### Action item
Could you reproduce, word for word, everything below from the line containing "for (i, row)" down to the line containing "let reparsed = Grid::parse(&grid.to_string()).unwrap();", with both of those lines included and no others?

### Excerpted data
══════════════════════════════
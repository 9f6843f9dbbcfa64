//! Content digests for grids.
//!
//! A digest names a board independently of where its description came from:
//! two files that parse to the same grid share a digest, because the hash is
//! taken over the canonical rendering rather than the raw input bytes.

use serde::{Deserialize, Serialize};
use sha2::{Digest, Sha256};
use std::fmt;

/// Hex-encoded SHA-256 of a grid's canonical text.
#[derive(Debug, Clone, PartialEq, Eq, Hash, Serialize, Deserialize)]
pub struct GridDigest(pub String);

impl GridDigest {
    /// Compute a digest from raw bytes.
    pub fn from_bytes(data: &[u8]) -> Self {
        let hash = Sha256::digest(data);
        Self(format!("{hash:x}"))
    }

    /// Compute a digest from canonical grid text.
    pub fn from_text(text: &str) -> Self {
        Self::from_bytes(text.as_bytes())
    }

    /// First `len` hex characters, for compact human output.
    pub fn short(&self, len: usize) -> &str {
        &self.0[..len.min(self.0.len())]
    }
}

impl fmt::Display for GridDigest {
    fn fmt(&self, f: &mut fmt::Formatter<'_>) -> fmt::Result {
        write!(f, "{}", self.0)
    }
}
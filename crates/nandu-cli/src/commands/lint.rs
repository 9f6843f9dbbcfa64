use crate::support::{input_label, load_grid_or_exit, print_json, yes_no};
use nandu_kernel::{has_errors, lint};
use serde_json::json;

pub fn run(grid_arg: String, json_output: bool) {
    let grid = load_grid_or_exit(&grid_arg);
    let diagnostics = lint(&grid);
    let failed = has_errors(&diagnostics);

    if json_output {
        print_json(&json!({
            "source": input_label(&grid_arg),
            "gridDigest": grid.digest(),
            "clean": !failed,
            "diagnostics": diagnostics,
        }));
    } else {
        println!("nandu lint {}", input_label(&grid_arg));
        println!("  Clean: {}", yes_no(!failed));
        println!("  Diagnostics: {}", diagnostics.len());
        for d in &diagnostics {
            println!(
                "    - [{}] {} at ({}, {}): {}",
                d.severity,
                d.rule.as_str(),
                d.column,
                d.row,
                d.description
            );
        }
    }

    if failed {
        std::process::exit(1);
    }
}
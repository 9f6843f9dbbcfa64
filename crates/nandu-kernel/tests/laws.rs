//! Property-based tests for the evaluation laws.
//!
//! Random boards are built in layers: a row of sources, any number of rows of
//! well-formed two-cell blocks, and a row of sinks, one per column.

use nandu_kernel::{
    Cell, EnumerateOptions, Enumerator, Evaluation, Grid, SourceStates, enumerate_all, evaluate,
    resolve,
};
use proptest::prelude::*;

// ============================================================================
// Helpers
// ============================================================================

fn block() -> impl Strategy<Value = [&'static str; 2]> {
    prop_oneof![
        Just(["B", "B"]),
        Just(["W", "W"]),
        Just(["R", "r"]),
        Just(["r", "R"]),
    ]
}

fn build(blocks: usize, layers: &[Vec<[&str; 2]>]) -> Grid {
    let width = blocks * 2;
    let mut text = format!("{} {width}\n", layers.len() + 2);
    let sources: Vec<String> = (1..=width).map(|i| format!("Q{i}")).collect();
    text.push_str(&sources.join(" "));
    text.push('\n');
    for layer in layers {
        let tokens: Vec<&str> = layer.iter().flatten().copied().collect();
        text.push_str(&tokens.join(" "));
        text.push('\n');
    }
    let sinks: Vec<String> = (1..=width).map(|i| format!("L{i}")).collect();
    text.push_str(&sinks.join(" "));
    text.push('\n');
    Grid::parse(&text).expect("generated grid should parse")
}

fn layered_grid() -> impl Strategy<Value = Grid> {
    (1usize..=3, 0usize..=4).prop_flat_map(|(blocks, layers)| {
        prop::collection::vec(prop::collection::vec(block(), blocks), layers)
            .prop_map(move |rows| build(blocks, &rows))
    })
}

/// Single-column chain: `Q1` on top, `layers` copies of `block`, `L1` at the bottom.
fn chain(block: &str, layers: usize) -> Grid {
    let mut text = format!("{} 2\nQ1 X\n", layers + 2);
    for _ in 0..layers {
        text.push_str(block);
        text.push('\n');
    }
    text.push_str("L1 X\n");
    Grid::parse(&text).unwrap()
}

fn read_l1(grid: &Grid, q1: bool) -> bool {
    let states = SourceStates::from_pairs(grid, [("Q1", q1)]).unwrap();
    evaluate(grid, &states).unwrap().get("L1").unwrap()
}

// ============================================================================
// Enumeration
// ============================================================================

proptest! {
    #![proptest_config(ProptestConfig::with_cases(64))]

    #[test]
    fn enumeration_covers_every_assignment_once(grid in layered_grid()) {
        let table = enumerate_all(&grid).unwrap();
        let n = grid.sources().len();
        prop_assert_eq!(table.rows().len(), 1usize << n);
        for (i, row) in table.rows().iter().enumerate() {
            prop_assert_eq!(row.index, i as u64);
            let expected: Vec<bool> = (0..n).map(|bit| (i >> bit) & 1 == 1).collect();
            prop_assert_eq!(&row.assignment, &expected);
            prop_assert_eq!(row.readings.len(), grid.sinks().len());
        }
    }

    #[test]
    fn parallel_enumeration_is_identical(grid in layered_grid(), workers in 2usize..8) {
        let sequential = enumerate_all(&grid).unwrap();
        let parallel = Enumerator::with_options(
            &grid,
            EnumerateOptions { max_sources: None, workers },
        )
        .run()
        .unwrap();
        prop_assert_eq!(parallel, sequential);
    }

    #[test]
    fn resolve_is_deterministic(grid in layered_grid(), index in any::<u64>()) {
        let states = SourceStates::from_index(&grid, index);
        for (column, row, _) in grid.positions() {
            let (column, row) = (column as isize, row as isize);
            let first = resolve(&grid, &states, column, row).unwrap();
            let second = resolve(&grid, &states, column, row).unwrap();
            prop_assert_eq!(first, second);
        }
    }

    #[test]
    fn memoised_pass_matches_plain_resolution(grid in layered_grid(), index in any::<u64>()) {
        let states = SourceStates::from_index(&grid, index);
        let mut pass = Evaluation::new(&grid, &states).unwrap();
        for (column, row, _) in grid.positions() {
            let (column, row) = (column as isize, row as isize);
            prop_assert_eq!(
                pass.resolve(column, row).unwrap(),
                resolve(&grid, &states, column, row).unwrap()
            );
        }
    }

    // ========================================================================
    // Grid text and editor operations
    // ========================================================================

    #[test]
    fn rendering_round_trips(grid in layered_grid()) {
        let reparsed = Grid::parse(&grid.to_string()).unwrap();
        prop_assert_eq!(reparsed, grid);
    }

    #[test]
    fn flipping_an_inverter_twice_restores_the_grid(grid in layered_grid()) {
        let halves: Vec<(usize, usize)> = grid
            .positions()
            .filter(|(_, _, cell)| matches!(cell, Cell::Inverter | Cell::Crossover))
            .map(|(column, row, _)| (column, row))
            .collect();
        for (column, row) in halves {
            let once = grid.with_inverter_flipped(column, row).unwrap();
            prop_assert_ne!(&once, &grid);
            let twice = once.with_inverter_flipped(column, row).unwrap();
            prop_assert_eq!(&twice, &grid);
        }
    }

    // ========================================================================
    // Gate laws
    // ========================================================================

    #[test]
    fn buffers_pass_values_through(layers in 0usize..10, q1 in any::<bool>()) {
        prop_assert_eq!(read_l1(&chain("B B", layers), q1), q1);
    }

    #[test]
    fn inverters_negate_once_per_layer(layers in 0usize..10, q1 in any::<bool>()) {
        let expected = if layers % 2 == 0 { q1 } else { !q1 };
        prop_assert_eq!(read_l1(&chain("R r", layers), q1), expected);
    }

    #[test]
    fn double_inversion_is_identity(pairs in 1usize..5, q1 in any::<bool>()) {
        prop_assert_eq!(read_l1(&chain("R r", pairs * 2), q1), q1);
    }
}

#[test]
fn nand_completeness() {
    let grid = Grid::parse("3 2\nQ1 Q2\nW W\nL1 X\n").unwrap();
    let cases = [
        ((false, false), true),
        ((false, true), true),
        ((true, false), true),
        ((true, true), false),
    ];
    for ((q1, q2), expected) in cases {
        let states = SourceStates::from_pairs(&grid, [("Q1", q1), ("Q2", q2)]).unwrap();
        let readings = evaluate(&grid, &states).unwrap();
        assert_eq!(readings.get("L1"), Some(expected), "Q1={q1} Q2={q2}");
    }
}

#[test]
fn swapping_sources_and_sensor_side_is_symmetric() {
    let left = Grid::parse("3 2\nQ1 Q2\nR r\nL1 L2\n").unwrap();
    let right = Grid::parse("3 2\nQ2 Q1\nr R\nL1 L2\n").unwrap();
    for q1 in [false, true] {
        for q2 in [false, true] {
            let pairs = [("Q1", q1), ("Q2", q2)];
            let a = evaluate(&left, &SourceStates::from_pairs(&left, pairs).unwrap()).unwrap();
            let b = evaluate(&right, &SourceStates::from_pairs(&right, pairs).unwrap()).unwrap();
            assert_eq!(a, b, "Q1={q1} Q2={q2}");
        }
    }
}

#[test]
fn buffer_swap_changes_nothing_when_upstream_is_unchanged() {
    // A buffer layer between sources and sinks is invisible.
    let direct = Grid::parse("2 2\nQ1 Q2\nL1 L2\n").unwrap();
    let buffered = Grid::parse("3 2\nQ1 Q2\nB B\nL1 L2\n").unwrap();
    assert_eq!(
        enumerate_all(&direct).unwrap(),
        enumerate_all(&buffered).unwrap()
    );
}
══════════════════════════════
### Task answer
        for (i, row) in table.rows().iter().enumerate() {
            prop_assert_eq!(row.index, i as u64);
            let expected: Vec<bool> = (0..n).map(|bit| (i >> bit) & 1 == 1).collect();
            prop_assert_eq!(&row.assignment, &expected);
            prop_assert_eq!(row.readings.len(), grid.sinks().len());
        }
    }

    #[test]
    fn parallel_enumeration_is_identical(grid in layered_grid(), workers in 2usize..8) {
        let sequential = enumerate_all(&grid).unwrap();
        let parallel = Enumerator::with_options(
            &grid,
            EnumerateOptions { max_sources: None, workers },
        )
        .run()
        .unwrap();
        prop_assert_eq!(parallel, sequential);
    }

    #[test]
    fn resolve_is_deterministic(grid in layered_grid(), index in any::<u64>()) {
        let states = SourceStates::from_index(&grid, index);
        for (column, row, _) in grid.positions() {
            let (column, row) = (column as isize, row as isize);
            let first = resolve(&grid, &states, column, row).unwrap();
            let second = resolve(&grid, &states, column, row).unwrap();
            prop_assert_eq!(first, second);
        }
    }

    #[test]
    fn memoised_pass_matches_plain_resolution(grid in layered_grid(), index in any::<u64>()) {
        let states = SourceStates::from_index(&grid, index);
        let mut pass = Evaluation::new(&grid, &states).unwrap();
        for (column, row, _) in grid.positions() {
            let (column, row) = (column as isize, row as isize);
            prop_assert_eq!(
                pass.resolve(column, row).unwrap(),
                resolve(&grid, &states, column, row).unwrap()
            );
        }
    }

    // ========================================================================
    // Grid text and editor operations
    // ========================================================================

    #[test]
    fn rendering_round_trips(grid in layered_grid()) {
        let reparsed = Grid::parse(&grid.to_string()).unwrap();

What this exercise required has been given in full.